### Supplied records
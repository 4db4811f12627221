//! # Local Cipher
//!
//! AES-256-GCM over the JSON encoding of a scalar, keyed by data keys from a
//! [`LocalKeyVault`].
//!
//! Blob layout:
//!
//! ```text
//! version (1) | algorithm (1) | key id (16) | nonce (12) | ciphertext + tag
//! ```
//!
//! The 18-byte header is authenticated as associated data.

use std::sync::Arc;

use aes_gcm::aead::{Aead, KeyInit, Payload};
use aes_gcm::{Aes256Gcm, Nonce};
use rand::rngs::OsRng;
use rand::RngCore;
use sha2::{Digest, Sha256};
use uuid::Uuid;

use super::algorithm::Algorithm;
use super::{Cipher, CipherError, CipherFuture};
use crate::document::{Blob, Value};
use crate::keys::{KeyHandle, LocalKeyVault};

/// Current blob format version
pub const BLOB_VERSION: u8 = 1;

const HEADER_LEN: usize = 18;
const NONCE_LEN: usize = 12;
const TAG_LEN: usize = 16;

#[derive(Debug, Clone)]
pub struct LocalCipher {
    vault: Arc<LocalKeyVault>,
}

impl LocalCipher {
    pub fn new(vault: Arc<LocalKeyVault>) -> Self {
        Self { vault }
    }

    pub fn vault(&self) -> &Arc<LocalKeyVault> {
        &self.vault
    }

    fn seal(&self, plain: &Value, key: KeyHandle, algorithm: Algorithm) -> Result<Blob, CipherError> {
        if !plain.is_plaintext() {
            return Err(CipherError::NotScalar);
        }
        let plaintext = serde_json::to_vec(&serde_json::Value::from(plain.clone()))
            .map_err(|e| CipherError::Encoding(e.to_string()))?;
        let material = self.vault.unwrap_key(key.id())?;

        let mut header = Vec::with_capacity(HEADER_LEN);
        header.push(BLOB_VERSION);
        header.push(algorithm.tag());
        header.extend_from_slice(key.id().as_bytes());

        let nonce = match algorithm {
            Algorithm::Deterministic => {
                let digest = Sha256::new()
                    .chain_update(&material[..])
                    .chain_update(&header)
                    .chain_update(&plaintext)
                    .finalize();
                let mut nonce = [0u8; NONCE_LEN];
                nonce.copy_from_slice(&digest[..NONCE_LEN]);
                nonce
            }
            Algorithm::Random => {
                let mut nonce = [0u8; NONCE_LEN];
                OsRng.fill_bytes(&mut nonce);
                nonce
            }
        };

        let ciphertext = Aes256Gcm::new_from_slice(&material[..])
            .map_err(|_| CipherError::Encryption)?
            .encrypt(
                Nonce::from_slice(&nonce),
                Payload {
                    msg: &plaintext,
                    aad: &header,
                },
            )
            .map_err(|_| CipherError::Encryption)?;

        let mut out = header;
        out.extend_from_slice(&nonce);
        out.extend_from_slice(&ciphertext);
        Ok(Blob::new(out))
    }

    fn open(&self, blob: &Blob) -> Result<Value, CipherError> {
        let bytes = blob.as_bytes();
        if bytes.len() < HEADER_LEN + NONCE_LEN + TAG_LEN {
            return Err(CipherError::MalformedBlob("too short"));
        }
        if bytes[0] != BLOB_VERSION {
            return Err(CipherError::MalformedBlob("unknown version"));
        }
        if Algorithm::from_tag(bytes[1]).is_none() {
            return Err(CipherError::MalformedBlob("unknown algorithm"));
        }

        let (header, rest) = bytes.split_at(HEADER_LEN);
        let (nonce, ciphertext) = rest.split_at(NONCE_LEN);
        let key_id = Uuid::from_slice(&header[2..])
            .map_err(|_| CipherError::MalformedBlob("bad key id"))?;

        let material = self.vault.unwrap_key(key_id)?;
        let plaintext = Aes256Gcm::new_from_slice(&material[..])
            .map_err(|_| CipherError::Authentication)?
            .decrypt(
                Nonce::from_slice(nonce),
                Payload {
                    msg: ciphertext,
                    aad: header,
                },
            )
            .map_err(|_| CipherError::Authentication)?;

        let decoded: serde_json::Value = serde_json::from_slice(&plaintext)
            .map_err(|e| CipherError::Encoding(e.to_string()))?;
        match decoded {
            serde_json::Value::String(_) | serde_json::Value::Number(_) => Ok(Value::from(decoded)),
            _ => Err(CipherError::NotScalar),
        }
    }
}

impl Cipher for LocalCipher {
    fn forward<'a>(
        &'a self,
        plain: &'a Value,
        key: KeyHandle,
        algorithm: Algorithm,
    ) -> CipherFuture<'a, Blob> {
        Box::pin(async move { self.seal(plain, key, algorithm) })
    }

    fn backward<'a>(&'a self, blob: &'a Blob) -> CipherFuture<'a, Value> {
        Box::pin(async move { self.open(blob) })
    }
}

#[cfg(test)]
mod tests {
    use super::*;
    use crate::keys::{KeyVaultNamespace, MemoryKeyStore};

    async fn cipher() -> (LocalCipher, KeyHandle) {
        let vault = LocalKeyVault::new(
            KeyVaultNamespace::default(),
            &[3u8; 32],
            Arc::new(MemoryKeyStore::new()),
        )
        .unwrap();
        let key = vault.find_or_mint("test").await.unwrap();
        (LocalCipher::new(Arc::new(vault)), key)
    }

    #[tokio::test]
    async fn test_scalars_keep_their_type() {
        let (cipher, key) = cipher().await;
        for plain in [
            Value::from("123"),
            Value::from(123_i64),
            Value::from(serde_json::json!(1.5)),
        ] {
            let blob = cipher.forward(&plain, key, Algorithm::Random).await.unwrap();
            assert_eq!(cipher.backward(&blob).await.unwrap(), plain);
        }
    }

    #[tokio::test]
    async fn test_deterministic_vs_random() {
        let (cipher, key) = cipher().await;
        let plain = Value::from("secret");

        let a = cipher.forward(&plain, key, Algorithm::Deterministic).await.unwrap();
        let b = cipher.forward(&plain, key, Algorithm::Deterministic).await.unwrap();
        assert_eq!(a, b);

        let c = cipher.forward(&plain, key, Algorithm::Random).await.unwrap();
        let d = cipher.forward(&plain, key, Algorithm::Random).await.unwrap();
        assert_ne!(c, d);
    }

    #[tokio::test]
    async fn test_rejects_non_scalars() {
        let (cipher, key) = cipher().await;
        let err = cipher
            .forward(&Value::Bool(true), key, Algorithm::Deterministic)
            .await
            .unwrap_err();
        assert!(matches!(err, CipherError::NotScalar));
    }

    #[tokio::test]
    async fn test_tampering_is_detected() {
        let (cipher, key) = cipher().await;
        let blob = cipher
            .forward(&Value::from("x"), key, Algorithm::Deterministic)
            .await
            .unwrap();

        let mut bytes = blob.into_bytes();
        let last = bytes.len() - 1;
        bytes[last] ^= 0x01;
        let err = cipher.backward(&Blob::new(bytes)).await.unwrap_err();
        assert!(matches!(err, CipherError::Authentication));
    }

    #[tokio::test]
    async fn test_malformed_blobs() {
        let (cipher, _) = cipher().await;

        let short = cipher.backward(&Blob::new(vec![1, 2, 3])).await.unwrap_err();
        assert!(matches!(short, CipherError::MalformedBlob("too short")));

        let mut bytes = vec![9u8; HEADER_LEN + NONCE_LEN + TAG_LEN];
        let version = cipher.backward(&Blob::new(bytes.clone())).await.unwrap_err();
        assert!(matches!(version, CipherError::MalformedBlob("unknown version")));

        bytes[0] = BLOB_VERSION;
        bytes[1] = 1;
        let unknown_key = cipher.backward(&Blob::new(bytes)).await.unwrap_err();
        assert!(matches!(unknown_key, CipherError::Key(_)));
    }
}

### Brief
Nothing should be dropped. Retype each line above as it is.

### Answer for this exercise
repository 4db4811f12627221
//! # Local Cipher
//!
//! AES-256-GCM over the JSON encoding of a scalar, keyed by data keys from a
//! [`LocalKeyVault`].
//!
//! Blob layout:
//!
//! ```text
//! version (1) | algorithm (1) | key id (16) | nonce (12) | ciphertext + tag
//! ```
//!
//! The 18-byte header is authenticated as associated data.

use std::sync::Arc;

use aes_gcm::aead::{Aead, KeyInit, Payload};
use aes_gcm::{Aes256Gcm, Nonce};
use rand::rngs::OsRng;
use rand::RngCore;
use sha2::{Digest, Sha256};
use uuid::Uuid;

use super::algorithm::Algorithm;
use super::{Cipher, CipherError, CipherFuture};
use crate::document::{Blob, Value};
use crate::keys::{KeyHandle, LocalKeyVault};

/// Current blob format version
pub const BLOB_VERSION: u8 = 1;

const HEADER_LEN: usize = 18;
const NONCE_LEN: usize = 12;
const TAG_LEN: usize = 16;

#[derive(Debug, Clone)]
pub struct LocalCipher {
    vault: Arc<LocalKeyVault>,
}

impl LocalCipher {
    pub fn new(vault: Arc<LocalKeyVault>) -> Self {
        Self { vault }
    }

    pub fn vault(&self) -> &Arc<LocalKeyVault> {
        &self.vault
    }

    fn seal(&self, plain: &Value, key: KeyHandle, algorithm: Algorithm) -> Result<Blob, CipherError> {
        if !plain.is_plaintext() {
            return Err(CipherError::NotScalar);
        }
        let plaintext = serde_json::to_vec(&serde_json::Value::from(plain.clone()))
            .map_err(|e| CipherError::Encoding(e.to_string()))?;
        let material = self.vault.unwrap_key(key.id())?;

        let mut header = Vec::with_capacity(HEADER_LEN);
        header.push(BLOB_VERSION);
        header.push(algorithm.tag());
        header.extend_from_slice(key.id().as_bytes());

        let nonce = match algorithm {
            Algorithm::Deterministic => {
                let digest = Sha256::new()
                    .chain_update(&material[..])
                    .chain_update(&header)
                    .chain_update(&plaintext)
                    .finalize();
                let mut nonce = [0u8; NONCE_LEN];
                nonce.copy_from_slice(&digest[..NONCE_LEN]);
                nonce
            }
            Algorithm::Random => {
                let mut nonce = [0u8; NONCE_LEN];
                OsRng.fill_bytes(&mut nonce);
                nonce
            }
        };

        let ciphertext = Aes256Gcm::new_from_slice(&material[..])
            .map_err(|_| CipherError::Encryption)?
            .encrypt(
                Nonce::from_slice(&nonce),
                Payload {
                    msg: &plaintext,
                    aad: &header,
                },
            )
            .map_err(|_| CipherError::Encryption)?;

        let mut out = header;
        out.extend_from_slice(&nonce);
        out.extend_from_slice(&ciphertext);
        Ok(Blob::new(out))
    }

    fn open(&self, blob: &Blob) -> Result<Value, CipherError> {
        let bytes = blob.as_bytes();
        if bytes.len() < HEADER_LEN + NONCE_LEN + TAG_LEN {
            return Err(CipherError::MalformedBlob("too short"));
        }
        if bytes[0] != BLOB_VERSION {
            return Err(CipherError::MalformedBlob("unknown version"));
        }
        if Algorithm::from_tag(bytes[1]).is_none() {
            return Err(CipherError::MalformedBlob("unknown algorithm"));
        }

        let (header, rest) = bytes.split_at(HEADER_LEN);
        let (nonce, ciphertext) = rest.split_at(NONCE_LEN);
        let key_id = Uuid::from_slice(&header[2..])
            .map_err(|_| CipherError::MalformedBlob("bad key id"))?;

        let material = self.vault.unwrap_key(key_id)?;
        let plaintext = Aes256Gcm::new_from_slice(&material[..])
            .map_err(|_| CipherError::Authentication)?
            .decrypt(
                Nonce::from_slice(nonce),
                Payload {
                    msg: ciphertext,
                    aad: header,
                },
            )
            .map_err(|_| CipherError::Authentication)?;

        let decoded: serde_json::Value = serde_json::from_slice(&plaintext)
            .map_err(|e| CipherError::Encoding(e.to_string()))?;
        match decoded {
            serde_json::Value::String(_) | serde_json::Value::Number(_) => Ok(Value::from(decoded)),
            _ => Err(CipherError::NotScalar),
        }
    }
}

impl Cipher for LocalCipher {
    fn forward<'a>(
        &'a self,
        plain: &'a Value,
        key: KeyHandle,
        algorithm: Algorithm,
    ) -> CipherFuture<'a, Blob> {
        Box::pin(async move { self.seal(plain, key, algorithm) })
    }

    fn backward<'a>(&'a self, blob: &'a Blob) -> CipherFuture<'a, Value> {
        Box::pin(async move { self.open(blob) })
    }
}

#[cfg(test)]
mod tests {
    use super::*;
    use crate::keys::{KeyVaultNamespace, MemoryKeyStore};

    async fn cipher() -> (LocalCipher, KeyHandle) {
        let vault = LocalKeyVault::new(
            KeyVaultNamespace::default(),
            &[3u8; 32],
            Arc::new(MemoryKeyStore::new()),
        )
        .unwrap();
        let key = vault.find_or_mint("test").await.unwrap();
        (LocalCipher::new(Arc::new(vault)), key)
    }

    #[tokio::test]
    async fn test_scalars_keep_their_type() {
        let (cipher, key) = cipher().await;
        for plain in [
            Value::from("123"),
            Value::from(123_i64),
            Value::from(serde_json::json!(1.5)),
        ] {
            let blob = cipher.forward(&plain, key, Algorithm::Random).await.unwrap();
            assert_eq!(cipher.backward(&blob).await.unwrap(), plain);
        }
    }

    #[tokio::test]
    async fn test_deterministic_vs_random() {
        let (cipher, key) = cipher().await;
        let plain = Value::from("secret");

        let a = cipher.forward(&plain, key, Algorithm::Deterministic).await.unwrap();
        let b = cipher.forward(&plain, key, Algorithm::Deterministic).await.unwrap();
        assert_eq!(a, b);

        let c = cipher.forward(&plain, key, Algorithm::Random).await.unwrap();
        let d = cipher.forward(&plain, key, Algorithm::Random).await.unwrap();
        assert_ne!(c, d);
    }

    #[tokio::test]
    async fn test_rejects_non_scalars() {
        let (cipher, key) = cipher().await;
        let err = cipher
            .forward(&Value::Bool(true), key, Algorithm::Deterministic)
            .await
            .unwrap_err();
        assert!(matches!(err, CipherError::NotScalar));
    }

    #[tokio::test]
    async fn test_tampering_is_detected() {
        let (cipher, key) = cipher().await;
        let blob = cipher
            .forward(&Value::from("x"), key, Algorithm::Deterministic)
            .await
            .unwrap();

        let mut bytes = blob.into_bytes();
        let last = bytes.len() - 1;
        bytes[last] ^= 0x01;
        let err = cipher.backward(&Blob::new(bytes)).await.unwrap_err();
        assert!(matches!(err, CipherError::Authentication));
    }

    #[tokio::test]
    async fn test_malformed_blobs() {
        let (cipher, _) = cipher().await;

        let short = cipher.backward(&Blob::new(vec![1, 2, 3])).await.unwrap_err();
        assert!(matches!(short, CipherError::MalformedBlob("too short")));

        let mut bytes = vec![9u8; HEADER_LEN + NONCE_LEN + TAG_LEN];
        let version = cipher.backward(&Blob::new(bytes.clone())).await.unwrap_err();
        assert!(matches!(version, CipherError::MalformedBlob("unknown version")));

        bytes[0] = BLOB_VERSION;
        bytes[1] = 1;
        let unknown_key = cipher.backward(&Blob::new(bytes)).await.unwrap_err();
        assert!(matches!(unknown_key, CipherError::Key(_)));
    }
}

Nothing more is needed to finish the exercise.